Items listed in a dataset:
= Beginning of Section =
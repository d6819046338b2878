use serde::{Deserialize, Serialize};
use std::fmt;
use std::str::FromStr;

pub mod fixtures;
pub mod wallet;

pub use wallet::{
    AddCardDialog, AddCardForm, AddCardPayload, AddressField, AddressMode, AddressSelectionState, BillingAddress,
    CardActions, CardDialog, EditCardForm, EditCardSubmission, NewAddressForm, WalletPageState,
};

/// Errors raised when a DOM value (select option, radio value) does not map to a known variant
#[derive(Debug, Clone, PartialEq, Eq, thiserror::Error)]
pub enum ParseError {
    #[error("unknown card brand: {0}")]
    UnknownBrand(String),
    #[error("unknown card type: {0}")]
    UnknownCardType(String),
    #[error("unknown address mode: {0}")]
    UnknownAddressMode(String),
    #[error("expected \"yes\" or \"no\", got: {0}")]
    UnknownYesNo(String),
}

/// Card network of a stored payment card
#[derive(Debug, Clone, Copy, PartialEq, Eq, Hash, Serialize, Deserialize)]
#[serde(rename_all = "lowercase")]
pub enum CardBrand {
    Mastercard,
    Visa,
    Elo,
    Amex,
}

impl CardBrand {
    pub fn as_str(&self) -> &'static str {
        match self {
            CardBrand::Mastercard => "mastercard",
            CardBrand::Visa => "visa",
            CardBrand::Elo => "elo",
            CardBrand::Amex => "amex",
        }
    }

    /// Short text shown inside the brand badge
    pub fn badge_label(&self) -> &'static str {
        match self {
            CardBrand::Mastercard => "Mastercard",
            CardBrand::Visa => "VISA",
            CardBrand::Elo => "ELO",
            CardBrand::Amex => "AMEX",
        }
    }
}

impl fmt::Display for CardBrand {
    fn fmt(&self, f: &mut fmt::Formatter<'_>) -> fmt::Result {
        write!(f, "{}", self.as_str())
    }
}

impl FromStr for CardBrand {
    type Err = ParseError;

    fn from_str(s: &str) -> Result<Self, Self::Err> {
        match s.trim().to_ascii_lowercase().as_str() {
            "mastercard" => Ok(CardBrand::Mastercard),
            "visa" => Ok(CardBrand::Visa),
            "elo" => Ok(CardBrand::Elo),
            "amex" => Ok(CardBrand::Amex),
            _ => Err(ParseError::UnknownBrand(s.to_string())),
        }
    }
}

/// Whether a card is used as credit or debit
#[derive(Debug, Clone, Copy, PartialEq, Eq, Hash, Default, Serialize, Deserialize)]
#[serde(rename_all = "lowercase")]
pub enum CardType {
    #[default]
    Credit,
    Debit,
}

impl CardType {
    /// Value used by the card type `<select>`
    pub fn as_str(&self) -> &'static str {
        match self {
            CardType::Credit => "credit",
            CardType::Debit => "debit",
        }
    }

    pub fn label(&self) -> &'static str {
        match self {
            CardType::Credit => "Crédito",
            CardType::Debit => "Débito",
        }
    }
}

impl FromStr for CardType {
    type Err = ParseError;

    fn from_str(s: &str) -> Result<Self, Self::Err> {
        match s {
            "credit" => Ok(CardType::Credit),
            "debit" => Ok(CardType::Debit),
            _ => Err(ParseError::UnknownCardType(s.to_string())),
        }
    }
}

/// A saved payment card
#[derive(Debug, Clone, PartialEq, Serialize, Deserialize)]
#[serde(rename_all = "camelCase")]
pub struct PaymentCard {
    pub id: String,
    pub brand: CardBrand,
    pub last_four_digits: String,
    pub holder_name: String,
    #[serde(rename = "type", default)]
    pub card_type: CardType,
    /// Stored flag; the user's preferred card
    #[serde(default)]
    pub is_default: bool,
    /// Weak reference into the address book, resolved by id
    #[serde(default, skip_serializing_if = "Option::is_none")]
    pub address_id: Option<String>,
    #[serde(default, skip_serializing_if = "Option::is_none")]
    pub nickname: Option<String>,
}

impl PaymentCard {
    pub fn masked_number(&self) -> String {
        format!("•••• {}", self.last_four_digits)
    }

    pub fn type_label(&self) -> &'static str {
        self.card_type.label()
    }

    /// Resolve the billing address. Absent or dangling ids resolve to nothing.
    pub fn resolve_address<'a>(&self, addresses: &'a [Address]) -> Option<&'a Address> {
        self.address_id
            .as_deref()
            .and_then(|id| find_address(addresses, id))
    }
}

/// A saved billing address
#[derive(Debug, Clone, PartialEq, Serialize, Deserialize)]
#[serde(rename_all = "camelCase")]
pub struct Address {
    pub id: String,
    pub street: String,
    pub neighborhood: String,
    pub city: String,
    pub state: String,
    pub zip_code: String,
    #[serde(default)]
    pub is_default: bool,
}

impl Address {
    pub fn city_state(&self) -> String {
        format!("{}, {}", self.city, self.state)
    }

    /// Label of this address in the "existing address" select
    pub fn option_label(&self) -> String {
        let mut label = format!("{}, {}/{}", self.street, self.city, self.state);
        if self.is_default {
            label.push_str(" (Padrão)");
        }
        label
    }
}

pub fn find_address<'a>(addresses: &'a [Address], id: &str) -> Option<&'a Address> {
    addresses.iter().find(|address| address.id == id)
}

/// The address flagged as default, falling back to the first one
pub fn default_address(addresses: &[Address]) -> Option<&Address> {
    addresses
        .iter()
        .find(|address| address.is_default)
        .or_else(|| addresses.first())
}

/// Address lines rendered under a card
#[derive(Debug, Clone, PartialEq)]
pub struct AddressLines {
    pub street: String,
    pub city_state: String,
}

/// Everything a payment card tile renders, computed once from the card and the address book
#[derive(Debug, Clone, PartialEq)]
pub struct PaymentCardView {
    pub brand: CardBrand,
    pub masked_number: String,
    pub nickname: Option<String>,
    pub holder_name: String,
    pub type_label: &'static str,
    pub show_default_badge: bool,
    pub address: Option<AddressLines>,
}

impl PaymentCardView {
    pub fn new(card: &PaymentCard, addresses: &[Address]) -> Self {
        Self {
            brand: card.brand,
            masked_number: card.masked_number(),
            nickname: card
                .nickname
                .as_ref()
                .filter(|nickname| !nickname.trim().is_empty())
                .cloned(),
            holder_name: card.holder_name.clone(),
            type_label: card.type_label(),
            show_default_badge: card.is_default,
            address: card.resolve_address(addresses).map(|address| AddressLines {
                street: address.street.clone(),
                city_state: address.city_state(),
            }),
        }
    }
}

/// Parse the "Sim/Não" select used for the default flag
pub fn parse_yes_no(value: &str) -> Result<bool, ParseError> {
    match value {
        "yes" => Ok(true),
        "no" => Ok(false),
        _ => Err(ParseError::UnknownYesNo(value.to_string())),
    }
}

pub fn yes_no(value: bool) -> &'static str {
    if value {
        "yes"
    } else {
        "no"
    }
}

#[cfg(test)]
mod tests {
    use super::*;

    fn address(id: &str, is_default: bool) -> Address {
        Address {
            id: id.to_string(),
            street: "Rua das Flores, 250".to_string(),
            neighborhood: "Centro".to_string(),
            city: "Curitiba".to_string(),
            state: "PR".to_string(),
            zip_code: "80010-000".to_string(),
            is_default,
        }
    }

    fn ana_silva_card() -> PaymentCard {
        PaymentCard {
            id: "card-2".to_string(),
            brand: CardBrand::Visa,
            last_four_digits: "1234".to_string(),
            holder_name: "Ana Silva".to_string(),
            card_type: CardType::Debit,
            is_default: false,
            address_id: None,
            nickname: None,
        }
    }

    #[test]
    fn test_debit_card_without_address() {
        let view = PaymentCardView::new(&ana_silva_card(), &[address("addr-1", true)]);

        assert_eq!(view.masked_number, "•••• 1234");
        assert_eq!(view.holder_name, "Ana Silva");
        assert_eq!(view.type_label, "Débito");
        assert!(!view.show_default_badge);
        assert_eq!(view.address, None);
    }

    #[test]
    fn test_resolved_address_is_rendered() {
        let mut card = ana_silva_card();
        card.address_id = Some("addr-2".to_string());
        let addresses = vec![address("addr-1", true), address("addr-2", false)];

        let view = PaymentCardView::new(&card, &addresses);
        let lines = view.address.expect("address should resolve");
        assert_eq!(lines.street, "Rua das Flores, 250");
        assert_eq!(lines.city_state, "Curitiba, PR");
    }

    #[test]
    fn test_dangling_address_id_renders_nothing() {
        let mut card = ana_silva_card();
        card.address_id = Some("addr-missing".to_string());

        assert!(card.resolve_address(&[address("addr-1", true)]).is_none());
        assert_eq!(PaymentCardView::new(&card, &[address("addr-1", true)]).address, None);
    }

    #[test]
    fn test_blank_nickname_is_hidden() {
        let mut card = ana_silva_card();
        card.nickname = Some("   ".to_string());
        assert_eq!(PaymentCardView::new(&card, &[]).nickname, None);

        card.nickname = Some("Cartão Pessoal".to_string());
        assert_eq!(
            PaymentCardView::new(&card, &[]).nickname.as_deref(),
            Some("Cartão Pessoal")
        );
    }

    #[test]
    fn test_option_label_marks_default() {
        assert_eq!(
            address("addr-1", true).option_label(),
            "Rua das Flores, 250, Curitiba/PR (Padrão)"
        );
        assert_eq!(
            address("addr-2", false).option_label(),
            "Rua das Flores, 250, Curitiba/PR"
        );
    }

    #[test]
    fn test_default_address_falls_back_to_first() {
        let addresses = vec![address("addr-1", false), address("addr-2", true)];
        assert_eq!(default_address(&addresses).map(|a| a.id.as_str()), Some("addr-2"));

        let addresses = vec![address("addr-1", false), address("addr-2", false)];
        assert_eq!(default_address(&addresses).map(|a| a.id.as_str()), Some("addr-1"));

        assert!(default_address(&[]).is_none());
    }

    #[test]
    fn test_parse_select_values() {
        assert_eq!("debit".parse::<CardType>(), Ok(CardType::Debit));
        assert_eq!("credit".parse::<CardType>(), Ok(CardType::Credit));
        assert!("prepaid".parse::<CardType>().is_err());

        assert_eq!("VISA".parse::<CardBrand>(), Ok(CardBrand::Visa));
        assert!("diners".parse::<CardBrand>().is_err());

        assert_eq!(parse_yes_no("yes"), Ok(true));
        assert_eq!(parse_yes_no("no"), Ok(false));
        assert_eq!(
            parse_yes_no("maybe"),
            Err(ParseError::UnknownYesNo("maybe".to_string()))
        );
    }

    #[test]
    fn test_card_json_shape() {
        let json = r#"{
            "id": "card-9",
            "brand": "mastercard",
            "lastFourDigits": "5367",
            "holderName": "João Pereira",
            "type": "credit",
            "addressId": "addr-1"
        }"#;

        let card: PaymentCard = serde_json::from_str(json).unwrap();
        assert_eq!(card.brand, CardBrand::Mastercard);
        assert_eq!(card.card_type, CardType::Credit);
        assert!(!card.is_default);
        assert_eq!(card.address_id.as_deref(), Some("addr-1"));
        assert_eq!(card.nickname, None);
    }
}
= End of Section =
Problem to solve | Using the records above, give the number of lines in which the word "maybe" occurs, and nothing else.

Response to the exercise | 2